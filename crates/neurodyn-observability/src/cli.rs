// Copyright 2025 Neuraville Inc.
// SPDX-License-Identifier: Apache-2.0

//! CLI argument parsing for per-crate debug flags
//!
//! Supports flags like `--debug-neurodyn-npu-neural` to raise a single crate
//! to `debug` while the rest stay at the default level.

use std::collections::BTreeSet;
use std::env;

use crate::KNOWN_CRATES;

/// Environment variable holding comma-separated crate names (or `all`)
pub const DEBUG_ENV_VAR: &str = "NEURODYN_DEBUG";

/// Parse debug flags from command-line arguments
///
/// # Example
/// ```rust
/// use neurodyn_observability::CrateDebugFlags;
///
/// let flags = CrateDebugFlags::from_args(vec!["--debug-neurodyn-config".to_string()]);
/// assert!(flags.is_enabled("neurodyn-config"));
/// ```
#[derive(Debug, Clone, Default, PartialEq, Eq)]
pub struct CrateDebugFlags {
    pub enabled_crates: BTreeSet<String>,
}

impl CrateDebugFlags {
    /// Looks for `--debug-{crate-name}` and `--debug-all`
    pub fn from_args<I>(args: I) -> Self
    where
        I: IntoIterator<Item = String>,
    {
        let mut flags = CrateDebugFlags::default();
        for arg in args {
            if arg == "--debug-all" {
                flags.enable_all();
            } else if let Some(crate_name) = arg.strip_prefix("--debug-") {
                flags.enabled_crates.insert(crate_name.to_string());
            }
        }
        flags
    }

    /// Merge a `NEURODYN_DEBUG`-style value (`all` or comma-separated names)
    pub fn merge_env_value(&mut self, value: &str) {
        if value.trim() == "all" {
            self.enable_all();
            return;
        }
        for crate_name in value.split(',').map(str::trim).filter(|c| !c.is_empty()) {
            self.enabled_crates.insert(crate_name.to_string());
        }
    }

    pub fn enable_all(&mut self) {
        for crate_name in KNOWN_CRATES {
            self.enabled_crates.insert(crate_name.to_string());
        }
    }

    pub fn is_enabled(&self, crate_name: &str) -> bool {
        self.enabled_crates.contains(crate_name)
    }

    pub fn any_enabled(&self) -> bool {
        !self.enabled_crates.is_empty()
    }

    pub fn log_level(&self, crate_name: &str) -> tracing::Level {
        if self.is_enabled(crate_name) {
            tracing::Level::DEBUG
        } else {
            tracing::Level::INFO
        }
    }

    /// `EnvFilter` directives: enabled crates at `debug`, everything else at `default_level`
    ///
    /// Tracing targets are module paths, so crate names are written with
    /// underscores.
    pub fn to_filter_string(&self, default_level: &str) -> String {
        let mut filters: Vec<String> = self
            .enabled_crates
            .iter()
            .map(|crate_name| format!("{}=debug", crate_name.replace('-', "_")))
            .collect();
        filters.push(default_level.to_string());
        filters.join(",")
    }
}

/// Debug flags from the process arguments and `NEURODYN_DEBUG`
pub fn parse_debug_flags() -> CrateDebugFlags {
    let mut flags = CrateDebugFlags::from_args(env::args());
    if let Ok(value) = env::var(DEBUG_ENV_VAR) {
        flags.merge_env_value(&value);
    }
    flags
}

/// Generate help text for debug flags
pub fn debug_flags_help() -> String {
    format!(
        r#"Debug Flags:
  --debug-all                    Enable debug logging for all crates
  --debug-{{crate-name}}          Enable debug logging for specific crate

Available crates:
  {}

Environment Variable:
  {}={{crate-name}}[,{{crate-name}}]
  {}=all
"#,
        KNOWN_CRATES.join(", "),
        DEBUG_ENV_VAR,
        DEBUG_ENV_VAR
    )
}

#[cfg(test)]
mod tests {
    use super::*;

    #[test]
    fn test_single_crate_flag() {
        let flags = CrateDebugFlags::from_args(vec!["--debug-neurodyn-npu-neural".to_string()]);
        assert!(flags.is_enabled("neurodyn-npu-neural"));
        assert!(!flags.is_enabled("neurodyn-config"));
    }

    #[test]
    fn test_debug_all() {
        let flags = CrateDebugFlags::from_args(vec!["prog".to_string(), "--debug-all".to_string()]);
        for crate_name in KNOWN_CRATES {
            assert!(flags.is_enabled(crate_name), "{} should be enabled", crate_name);
        }
    }

    #[test]
    fn test_env_value_merge() {
        let mut flags = CrateDebugFlags::default();
        flags.merge_env_value(" neurodyn-config , ,neurodyn ");
        assert!(flags.is_enabled("neurodyn-config"));
        assert!(flags.is_enabled("neurodyn"));
        assert_eq!(flags.enabled_crates.len(), 2);
    }

    #[test]
    fn test_filter_string_uses_module_targets() {
        let flags = CrateDebugFlags::from_args(vec!["--debug-neurodyn-npu-plasticity".to_string()]);
        assert_eq!(flags.to_filter_string("warn"), "neurodyn_npu_plasticity=debug,warn");
        assert_eq!(CrateDebugFlags::default().to_filter_string("info"), "info");
    }

    #[test]
    fn test_log_level() {
        let flags = CrateDebugFlags::from_args(vec!["--debug-neurodyn-config".to_string()]);
        assert_eq!(flags.log_level("neurodyn-config"), tracing::Level::DEBUG);
        assert_eq!(flags.log_level("neurodyn"), tracing::Level::INFO);
        assert!(debug_flags_help().contains(DEBUG_ENV_VAR));
    }
}
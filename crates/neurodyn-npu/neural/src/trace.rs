// Copyright 2025 Neuraville Inc.
// SPDX-License-Identifier: Apache-2.0

//! Variable trace: a low-pass filter over a spike train.
//!
//! ```text
//! a_delta > 0:  x' = x·decay + a_delta·s
//! otherwise:    x' = x·decay·(1 - s) + s      (spike snaps the trace to 1)
//! ```

use crate::component::{Command, Component, StepClock};
use crate::types::{CompartmentMap, NeuralError, Result, Tensor};
use core::str::FromStr;
use ndarray::Zip;
use std::any::Any;
use std::path::Path;
use tracing::debug;

/// Per-step decay shape
#[derive(Debug, Clone, Copy, Default, PartialEq, Eq)]
pub enum DecayKind {
    /// `exp(-dt/tau)`
    #[default]
    Exponential,
    /// `1 - dt/tau`
    Linear,
    /// Full reset every step
    Step,
}

impl DecayKind {
    pub fn factor(&self, dt: f32, tau: f32) -> f32 {
        match self {
            DecayKind::Exponential => (-dt / tau).exp(),
            DecayKind::Linear => 1.0 - dt / tau,
            DecayKind::Step => 0.0,
        }
    }
}

impl FromStr for DecayKind {
    type Err = NeuralError;

    fn from_str(s: &str) -> Result<Self> {
        match s.to_ascii_lowercase().as_str() {
            "exp" | "exponential" => Ok(DecayKind::Exponential),
            "lin" | "linear" => Ok(DecayKind::Linear),
            "step" => Ok(DecayKind::Step),
            other => Err(NeuralError::InvalidParameter(format!("unknown decay '{}'", other))),
        }
    }
}

/// Pure trace update
pub fn update_trace(x: &Tensor, s: &Tensor, decay: f32, a_delta: f32) -> Tensor {
    let mut out = x.clone();
    if a_delta > 0.0 {
        Zip::from(&mut out).and(s).for_each(|x, &s| *x = *x * decay + a_delta * s);
    } else {
        Zip::from(&mut out)
            .and(s)
            .for_each(|x, &s| *x = *x * decay * (1.0 - s) + s);
    }
    out
}

/// Trace cell
///
/// Compartments: `inputs` (spikes), `trace`.
#[derive(Debug, Clone)]
pub struct VarTrace {
    name: String,
    n_units: usize,
    batch_size: usize,
    tau_tr: f32,
    a_delta: f32,
    decay: DecayKind,
    compartments: CompartmentMap,
}

impl VarTrace {
    pub fn new(name: &str, n_units: usize, batch_size: usize, tau_tr: f32, a_delta: f32, decay: DecayKind) -> Result<Self> {
        if decay != DecayKind::Step && !(tau_tr > 0.0) {
            return Err(NeuralError::InvalidParameter(format!(
                "{}: tau_tr must be > 0 (got {})",
                name, tau_tr
            )));
        }
        let shape = (batch_size, n_units);
        let mut compartments = CompartmentMap::new(name);
        compartments
            .declare("inputs", Tensor::zeros(shape))
            .declare("trace", Tensor::zeros(shape));
        debug!(cell = name, n_units, tau_tr, a_delta, ?decay, "trace cell created");
        Ok(Self {
            name: name.to_string(),
            n_units,
            batch_size,
            tau_tr,
            a_delta,
            decay,
            compartments,
        })
    }

    pub fn advance(&mut self, clock: StepClock) -> Result<()> {
        let decay = self.decay.factor(clock.dt, self.tau_tr);
        let trace = update_trace(
            self.compartments.tensor("trace")?,
            self.compartments.tensor("inputs")?,
            decay,
            self.a_delta,
        );
        self.compartments.set_tensor("trace", trace)
    }

    pub fn reset_batch(&mut self, batch_size: usize) -> Result<()> {
        let shape = (batch_size, self.n_units);
        self.compartments.reshape("inputs", Tensor::zeros(shape))?;
        self.compartments.reshape("trace", Tensor::zeros(shape))?;
        self.batch_size = batch_size;
        Ok(())
    }
}

impl Component for VarTrace {
    fn name(&self) -> &str {
        &self.name
    }

    fn compartments(&self) -> &CompartmentMap {
        &self.compartments
    }

    fn compartments_mut(&mut self) -> &mut CompartmentMap {
        &mut self.compartments
    }

    fn supports(&self, command: Command) -> bool {
        matches!(command, Command::Advance | Command::Reset)
    }

    fn execute(&mut self, command: Command, clock: StepClock) -> Result<()> {
        match command {
            Command::Advance => self.advance(clock),
            Command::Reset => self.reset_batch(self.batch_size),
            other => Err(NeuralError::UnknownCommand(format!("{} on {}", other, self.name))),
        }
    }

    fn save(&self, _directory: &Path) -> Result<()> {
        Ok(())
    }

    fn load(&mut self, _directory: &Path) -> Result<()> {
        Ok(())
    }

    fn as_any(&self) -> &dyn Any {
        self
    }

    fn as_any_mut(&mut self) -> &mut dyn Any {
        self
    }
}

### Task directions
After locating the line that contains "self.batch_size = batch_size;", output it and the remaining lines of the material above, exactly as they read.

### Written reply
        self.batch_size = batch_size;
        Ok(())
    }
}

impl Component for VarTrace {
    fn name(&self) -> &str {
        &self.name
    }

    fn compartments(&self) -> &CompartmentMap {
        &self.compartments
    }

    fn compartments_mut(&mut self) -> &mut CompartmentMap {
        &mut self.compartments
    }

    fn supports(&self, command: Command) -> bool {
        matches!(command, Command::Advance | Command::Reset)
    }

    fn execute(&mut self, command: Command, clock: StepClock) -> Result<()> {
        match command {
            Command::Advance => self.advance(clock),
            Command::Reset => self.reset_batch(self.batch_size),
            other => Err(NeuralError::UnknownCommand(format!("{} on {}", other, self.name))),
        }
    }

    fn save(&self, _directory: &Path) -> Result<()> {
        Ok(())
    }

    fn load(&mut self, _directory: &Path) -> Result<()> {
        Ok(())
    }

    fn as_any(&self) -> &dyn Any {
        self
    }

    fn as_any_mut(&mut self) -> &mut dyn Any {
        self
    }
}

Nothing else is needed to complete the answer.